* Data for the task:
>>>>
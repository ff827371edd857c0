//! Provider selection: connection details per backend and a factory that
//! turns them into a `ChatClient`.

use anyhow::Result;
use serde::{Deserialize, Serialize};
use std::sync::Arc;

/// Completion backend, also the `model_type` tag in generation settings
#[derive(Debug, Clone, Copy, PartialEq, Eq, Hash, Serialize, Deserialize, Default)]
#[serde(rename_all = "lowercase")]
pub enum ProviderType {
    #[default]
    OpenAI,
    #[serde(rename = "azure_openai")]
    AzureOpenAI,
    Anthropic,
}

impl std::fmt::Display for ProviderType {
    fn fmt(&self, f: &mut std::fmt::Formatter<'_>) -> std::fmt::Result {
        let name = match self {
            ProviderType::OpenAI => "openai",
            ProviderType::AzureOpenAI => "azure_openai",
            ProviderType::Anthropic => "anthropic",
        };
        f.write_str(name)
    }
}

/// Configuration for OpenAI provider
#[derive(Debug, Clone, Serialize, Deserialize)]
pub struct OpenAIConfig {
    pub api_key: String,
    /// Base URL for OpenAI API (optional, defaults to https://api.openai.com/v1)
    #[serde(skip_serializing_if = "Option::is_none")]
    pub base_url: Option<String>,
}

impl OpenAIConfig {
    pub fn new(api_key: impl Into<String>) -> Self {
        Self {
            api_key: api_key.into(),
            base_url: None,
        }
    }

    pub fn with_base_url(mut self, base_url: impl Into<String>) -> Self {
        self.base_url = Some(base_url.into());
        self
    }
}

/// Configuration for Azure OpenAI provider
#[derive(Debug, Clone, Serialize, Deserialize)]
pub struct AzureConfig {
    pub api_key: String,
    pub endpoint: String,
    pub api_version: String,
}

impl AzureConfig {
    pub fn new(
        api_key: impl Into<String>,
        endpoint: impl Into<String>,
        api_version: impl Into<String>,
    ) -> Self {
        Self {
            api_key: api_key.into(),
            endpoint: endpoint.into(),
            api_version: api_version.into(),
        }
    }
}

/// Configuration for Anthropic provider
#[derive(Debug, Clone, Serialize, Deserialize)]
pub struct AnthropicConfig {
    pub api_key: String,
    #[serde(skip_serializing_if = "Option::is_none")]
    pub base_url: Option<String>,
}

impl AnthropicConfig {
    pub fn new(api_key: impl Into<String>) -> Self {
        Self {
            api_key: api_key.into(),
            base_url: None,
        }
    }
}

/// Provider-specific configuration details
#[derive(Debug, Clone, Serialize, Deserialize)]
#[serde(tag = "type", rename_all = "lowercase")]
pub enum ProviderDetails {
    OpenAI(OpenAIConfig),
    #[serde(rename = "azure_openai")]
    AzureOpenAI(AzureConfig),
    Anthropic(AnthropicConfig),
}

/// Complete provider configuration
#[derive(Debug, Clone, Serialize, Deserialize)]
pub struct ProviderConfig {
    #[serde(flatten)]
    pub details: ProviderDetails,
}

impl ProviderConfig {
    /// Create OpenAI provider config
    pub fn openai(api_key: impl Into<String>) -> Self {
        Self {
            details: ProviderDetails::OpenAI(OpenAIConfig::new(api_key)),
        }
    }

    /// Create Azure OpenAI provider config
    ///
    /// # Arguments
    /// * `api_key` - Azure OpenAI API key
    /// * `endpoint` - Azure OpenAI endpoint (base URL), e.g. "https://my-resource.openai.azure.com"
    /// * `api_version` - API version, e.g. "2024-02-15-preview"
    ///
    /// The deployment name is passed per request via the `model` field.
    pub fn azure_openai(
        api_key: impl Into<String>,
        endpoint: impl Into<String>,
        api_version: impl Into<String>,
    ) -> Self {
        Self {
            details: ProviderDetails::AzureOpenAI(AzureConfig::new(
                api_key,
                endpoint,
                api_version,
            )),
        }
    }

    /// Create Anthropic provider config
    pub fn anthropic(api_key: impl Into<String>) -> Self {
        Self {
            details: ProviderDetails::Anthropic(AnthropicConfig::new(api_key)),
        }
    }

    /// Get the provider type
    pub fn provider_type(&self) -> ProviderType {
        match self.details {
            ProviderDetails::OpenAI(_) => ProviderType::OpenAI,
            ProviderDetails::AzureOpenAI(_) => ProviderType::AzureOpenAI,
            ProviderDetails::Anthropic(_) => ProviderType::Anthropic,
        }
    }
}

/// Factory for creating chat clients from configuration
pub struct ClientFactory;

impl ClientFactory {
    /// Create a chat client from provider configuration
    pub fn create_client(config: ProviderConfig) -> Result<Arc<dyn crate::traits::ChatClient>> {
        match config.details {
            ProviderDetails::OpenAI(openai_config) => {
                let mut client = crate::openai::OpenAIClient::new(openai_config.api_key)?;
                if let Some(base_url) = openai_config.base_url {
                    client = client.with_base_url(base_url);
                }
                Ok(Arc::new(client))
            }
            ProviderDetails::AzureOpenAI(azure_config) => {
                let client = crate::azure_openai::AzureOpenAIClient::builder()
                    .api_key(azure_config.api_key)
                    .endpoint(azure_config.endpoint)
                    .api_version(azure_config.api_version)
                    .build()?;
                Ok(Arc::new(client))
            }
            ProviderDetails::Anthropic(anthropic_config) => {
                let mut client = crate::anthropic::AnthropicClient::new(anthropic_config.api_key)?;
                if let Some(base_url) = anthropic_config.base_url {
                    client = client.with_base_url(base_url);
                }
                Ok(Arc::new(client))
            }
        }
    }
}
<<<<
* What you should do: What is wanted is the full set of entries above, reproduced exactly.

* Answer to this exercise:
repository ff827371edd857c0
//! Provider selection: connection details per backend and a factory that
//! turns them into a `ChatClient`.

use anyhow::Result;
use serde::{Deserialize, Serialize};
use std::sync::Arc;

/// Completion backend, also the `model_type` tag in generation settings
#[derive(Debug, Clone, Copy, PartialEq, Eq, Hash, Serialize, Deserialize, Default)]
#[serde(rename_all = "lowercase")]
pub enum ProviderType {
    #[default]
    OpenAI,
    #[serde(rename = "azure_openai")]
    AzureOpenAI,
    Anthropic,
}

impl std::fmt::Display for ProviderType {
    fn fmt(&self, f: &mut std::fmt::Formatter<'_>) -> std::fmt::Result {
        let name = match self {
            ProviderType::OpenAI => "openai",
            ProviderType::AzureOpenAI => "azure_openai",
            ProviderType::Anthropic => "anthropic",
        };
        f.write_str(name)
    }
}

/// Configuration for OpenAI provider
#[derive(Debug, Clone, Serialize, Deserialize)]
pub struct OpenAIConfig {
    pub api_key: String,
    /// Base URL for OpenAI API (optional, defaults to https://api.openai.com/v1)
    #[serde(skip_serializing_if = "Option::is_none")]
    pub base_url: Option<String>,
}

impl OpenAIConfig {
    pub fn new(api_key: impl Into<String>) -> Self {
        Self {
            api_key: api_key.into(),
            base_url: None,
        }
    }

    pub fn with_base_url(mut self, base_url: impl Into<String>) -> Self {
        self.base_url = Some(base_url.into());
        self
    }
}

/// Configuration for Azure OpenAI provider
#[derive(Debug, Clone, Serialize, Deserialize)]
pub struct AzureConfig {
    pub api_key: String,
    pub endpoint: String,
    pub api_version: String,
}

impl AzureConfig {
    pub fn new(
        api_key: impl Into<String>,
        endpoint: impl Into<String>,
        api_version: impl Into<String>,
    ) -> Self {
        Self {
            api_key: api_key.into(),
            endpoint: endpoint.into(),
            api_version: api_version.into(),
        }
    }
}

/// Configuration for Anthropic provider
#[derive(Debug, Clone, Serialize, Deserialize)]
pub struct AnthropicConfig {
    pub api_key: String,
    #[serde(skip_serializing_if = "Option::is_none")]
    pub base_url: Option<String>,
}

impl AnthropicConfig {
    pub fn new(api_key: impl Into<String>) -> Self {
        Self {
            api_key: api_key.into(),
            base_url: None,
        }
    }
}

/// Provider-specific configuration details
#[derive(Debug, Clone, Serialize, Deserialize)]
#[serde(tag = "type", rename_all = "lowercase")]
pub enum ProviderDetails {
    OpenAI(OpenAIConfig),
    #[serde(rename = "azure_openai")]
    AzureOpenAI(AzureConfig),
    Anthropic(AnthropicConfig),
}

/// Complete provider configuration
#[derive(Debug, Clone, Serialize, Deserialize)]
pub struct ProviderConfig {
    #[serde(flatten)]
    pub details: ProviderDetails,
}

impl ProviderConfig {
    /// Create OpenAI provider config
    pub fn openai(api_key: impl Into<String>) -> Self {
        Self {
            details: ProviderDetails::OpenAI(OpenAIConfig::new(api_key)),
        }
    }

    /// Create Azure OpenAI provider config
    ///
    /// # Arguments
    /// * `api_key` - Azure OpenAI API key
    /// * `endpoint` - Azure OpenAI endpoint (base URL), e.g. "https://my-resource.openai.azure.com"
    /// * `api_version` - API version, e.g. "2024-02-15-preview"
    ///
    /// The deployment name is passed per request via the `model` field.
    pub fn azure_openai(
        api_key: impl Into<String>,
        endpoint: impl Into<String>,
        api_version: impl Into<String>,
    ) -> Self {
        Self {
            details: ProviderDetails::AzureOpenAI(AzureConfig::new(
                api_key,
                endpoint,
                api_version,
            )),
        }
    }

    /// Create Anthropic provider config
    pub fn anthropic(api_key: impl Into<String>) -> Self {
        Self {
            details: ProviderDetails::Anthropic(AnthropicConfig::new(api_key)),
        }
    }

    /// Get the provider type
    pub fn provider_type(&self) -> ProviderType {
        match self.details {
            ProviderDetails::OpenAI(_) => ProviderType::OpenAI,
            ProviderDetails::AzureOpenAI(_) => ProviderType::AzureOpenAI,
            ProviderDetails::Anthropic(_) => ProviderType::Anthropic,
        }
    }
}

/// Factory for creating chat clients from configuration
pub struct ClientFactory;

impl ClientFactory {
    /// Create a chat client from provider configuration
    pub fn create_client(config: ProviderConfig) -> Result<Arc<dyn crate::traits::ChatClient>> {
        match config.details {
            ProviderDetails::OpenAI(openai_config) => {
                let mut client = crate::openai::OpenAIClient::new(openai_config.api_key)?;
                if let Some(base_url) = openai_config.base_url {
                    client = client.with_base_url(base_url);
                }
                Ok(Arc::new(client))
            }
            ProviderDetails::AzureOpenAI(azure_config) => {
                let client = crate::azure_openai::AzureOpenAIClient::builder()
                    .api_key(azure_config.api_key)
                    .endpoint(azure_config.endpoint)
                    .api_version(azure_config.api_version)
                    .build()?;
                Ok(Arc::new(client))
            }
            ProviderDetails::Anthropic(anthropic_config) => {
                let mut client = crate::anthropic::AnthropicClient::new(anthropic_config.api_key)?;
                if let Some(base_url) = anthropic_config.base_url {
                    client = client.with_base_url(base_url);
                }
                Ok(Arc::new(client))
            }
        }
    }
}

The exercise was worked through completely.